Abstract
Ce texte d'analyse examine le film Jeanne Dielman, 23 quai du Commerce, 1080 Bruxelles de Chantal Akerman. De nombreux critiques, cinéphiles et spécialistes des médias ont déjà écrit de manière très approfondie sur Jeanne Dielman. Il y a des discours sur les plans de caméra, la composition des images, le temps, l'espace, les couleurs, et même sur quelque chose d'apparemment banal comme le carrelage de la cuisine. J'aborderai le film dans une perspective féministe, en me concentrant sur la représentation de la femme au foyer, la routine et le sentiment d'enfermement.
Table des matières
- Résumé du film
- Femme au foyer = féminisme ?
- Représentation de la femme au foyer
- La maison comme cage
- Perte de la structure temporelle
- Notes
- Bibliographie
Résumé du film
Jeanne Dielman, 23 quai du Commerce, 1080 Bruxelles est un film belgo-wallon tourné en 1975 par la réalisatrice Chantal Akerman et son équipe de tournage presque entièrement féminin.[1] Le film suit trois jours dans la vie de Jeanne Dielman, une veuve, femme au foyer et mère d'un fils de 16 ans. Nous la voyons dans son quotidien ordinaire : faire le café, cirer les chaussures, faire les courses, faire la vaisselle, cuisiner, tricoter, etc. Nous la voyons également recevoir quotidiennement un client dans son appartement afin d'assurer sa sécurité financière grâce au travail du sexe après le décès de son mari. Cependant, ce n'est pas un événement extraordinaire pour elle, c'est juste une autre tâche qu'elle doit accomplir chaque jour. Le déroulement de chacune de ses tâches ménagères est strictement chronométré et Jeanne les traite de manière structurée, méticuleuse et perfectionniste. Le premier jour nous montre la routine impeccable de Jeanne et l'établit comme norme, mais le soir du deuxième jour, elle laisse cuire les pommes de terre trop longtemps parce qu'elle a été occupée plus longtemps que prévu par son client. C'est le début d'une spirale descendante de perte de contrôle, qui s'aggrave le troisième jour et conduit au meurtre de son troisième client.

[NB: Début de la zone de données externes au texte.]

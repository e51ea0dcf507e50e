//! HTTP server setup

use std::future::Future;
use std::net::SocketAddr;
use std::sync::Arc;

use axum::{
    routing::{get, post},
    Router,
};
use tokio::net::TcpListener;
use tokio::task::JoinHandle;
use tower_http::trace::TraceLayer;
use tracing::info;

use crate::app::options::ServerOptions;
use crate::app::state::DeviceContext;
use crate::errors::WattrixError;
use crate::server::handlers::{
    entities_handler, entity_handler, health_handler, number_handler, reapply_handler,
    select_mode_handler, version_handler,
};

/// Build the API router
pub fn router(state: Arc<DeviceContext>) -> Router {
    Router::new()
        // Health and version
        .route("/health", get(health_handler))
        .route("/version", get(version_handler))
        // Entities
        .route("/entities", get(entities_handler))
        .route("/entities/{unique_id}", get(entity_handler))
        // Actions
        .route("/select/mode", post(select_mode_handler))
        .route("/number/{field}", post(number_handler))
        .route("/button/reapply", post(reapply_handler))
        // State and middleware
        .with_state(state)
        .layer(TraceLayer::new_for_http())
}

/// Start the HTTP server; returns the bound address and the server task
pub async fn serve(
    options: &ServerOptions,
    state: Arc<DeviceContext>,
    shutdown_signal: impl Future<Output = ()> + Send + 'static,
) -> Result<(SocketAddr, JoinHandle<Result<(), WattrixError>>), WattrixError> {
    let app = router(state);

    let addr = format!("{}:{}", options.host, options.port);
    let listener = TcpListener::bind(&addr)
        .await
        .map_err(|e| WattrixError::ServerError(format!("{}: {}", addr, e)))?;
    let local_addr = listener
        .local_addr()
        .map_err(|e| WattrixError::ServerError(e.to_string()))?;
    info!("Starting HTTP server on {}", local_addr);

    let handle = tokio::spawn(async move {
        axum::serve(listener, app)
            .with_graceful_shutdown(shutdown_signal)
            .await
            .map_err(|e| WattrixError::ServerError(e.to_string()))
    });

    Ok((local_addr, handle))
}
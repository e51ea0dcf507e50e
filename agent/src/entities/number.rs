//! Editable numbers holding pending write values

use std::sync::Arc;

use serde_json::{Map, Value};
use tracing::info;

use crate::entities::{unique_id, Entity, EntityKind};
use crate::errors::WattrixError;
use crate::models::pending::PendingField;
use crate::sync::coordinator::Coordinator;

/// Range and presentation of an editable number
#[derive(Debug, Clone, Copy)]
pub struct NumberDescription {
    pub field: PendingField,
    pub key: &'static str,
    pub name: &'static str,
    pub min: f64,
    pub max: f64,
    pub step: f64,
    pub unit: &'static str,
}

pub const PERCENTAGE: NumberDescription = NumberDescription {
    field: PendingField::PowerLimitPercentage,
    key: "mode_percentage",
    name: "Wattrix Mode Percentage",
    min: 0.0,
    max: 100.0,
    step: 1.0,
    unit: "%",
};

pub const TIMEOUT: NumberDescription = NumberDescription {
    field: PendingField::TimeoutSeconds,
    key: "mode_timeout",
    name: "Wattrix Mode Timeout",
    min: 0.0,
    max: 86_400.0,
    step: 10.0,
    unit: "s",
};

pub const SETPOINT: NumberDescription = NumberDescription {
    field: PendingField::Setpoint,
    key: "mode_setpoint",
    name: "Wattrix Regulation Setpoint",
    min: 0.0,
    max: 10_000.0,
    step: 10.0,
    unit: "W",
};

/// A pending value the user edits before applying a mode
pub struct PendingNumber {
    coordinator: Arc<Coordinator>,
    description: NumberDescription,
    unique_id: String,
}

impl PendingNumber {
    pub fn new(coordinator: Arc<Coordinator>, description: NumberDescription, serial_number: &str) -> Self {
        Self {
            coordinator,
            description,
            unique_id: unique_id(description.key, serial_number),
        }
    }

    pub fn field(&self) -> PendingField {
        self.description.field
    }

    pub fn native_value(&self) -> f64 {
        self.coordinator.pending().get(self.description.field)
    }

    /// Store a new pending value; it is sent with the next mode change
    pub fn set_value(&self, value: f64) -> Result<(), WattrixError> {
        let NumberDescription { min, max, name, .. } = self.description;
        if !value.is_finite() || value < min || value > max {
            return Err(WattrixError::ValidationError(format!(
                "{} must be between {} and {}, got {}",
                name, min, max, value
            )));
        }

        self.coordinator.set_pending(self.description.field, value);
        info!("{} set to {}", name, value);
        Ok(())
    }
}

impl Entity for PendingNumber {
    fn unique_id(&self) -> &str {
        &self.unique_id
    }

    fn name(&self) -> &str {
        self.description.name
    }

    fn kind(&self) -> EntityKind {
        EntityKind::Number
    }

    fn value(&self) -> Option<Value> {
        let value = self.native_value();
        match self.description.field {
            PendingField::TimeoutSeconds => Some(Value::from(value as u64)),
            _ => Some(Value::from(value)),
        }
    }

    fn available(&self) -> bool {
        true
    }

    fn unit(&self) -> Option<&'static str> {
        Some(self.description.unit)
    }

    fn attributes(&self) -> Map<String, Value> {
        let mut attributes = Map::new();
        attributes.insert("min".to_string(), Value::from(self.description.min));
        attributes.insert("max".to_string(), Value::from(self.description.max));
        attributes.insert("step".to_string(), Value::from(self.description.step));
        attributes
    }
}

Femme au foyer = féminisme ?
La vie de la femme au foyer est un motif récurrent dans les films d'Akerman et ce thème porte un message féministe implicite, mais qui n’est pas exprimé directement.[2] Certains se demandent peut-être comment un film sur une femme au foyer qui planifie minutieusement son quotidien avec des tâches telles que le rangement, les courses et la cuisine peut avoir un message féministe. Ces doutes semblent être compréhensibles, car la plupart des films hollywoodiens nous ont plutôt habitués à ce que la femme au foyer soit un personnage tout sauf féministe et émancipé. En effet, Jeanne Dielman ne semble pas non plus très émancipée. Le travail domestique n'est pas seulement un travail répétitif et annihilé, c'est aussi et surtout un travail de service, car il est avant tout effectué pour d'autres, par exemple pour des invités ou, dans le cas de Jeanne, pour son fils qui doit devenir quelque chose de meilleur.[3] L'exécution perfectionniste de toutes les tâches semble être importante pour la perception que Jeanne a d'elle-même, car elle se présente comme une bonne femme consciencieuse au foyer.[4] Sans ses devoirs, elle n'a rien, elle n'est rien. Jeanne Dielman n'est donc pas le personnage principal typique d'un film féministe et l'intrigue du film n'est pas non plus intrinsèquement féministe, mais un tel message est néanmoins véhiculé. Cela est principalement dû au style radical de Chantal Akerman ainsi qu'à la liberté d'interprétation du public, car la réalisatrice ne précise pas si la vie de Jeanne est exemplaire ou plutôt rebutante, elle se contente de présenter le quotidien d'une femme au foyer de manière presque documentaire. Heike Klippel, spécialiste du cinéma et des médias, constate que la fixation cinématographique habituelle des significations est rejetée en tant que concept répressif. Ainsi un espace s'ouvre pour un langage de la féminité qui n'existe pas encore, pour un féminisme qui montre d'abord « l'inexprimable », sans lui imposer un discours et une expression.[5]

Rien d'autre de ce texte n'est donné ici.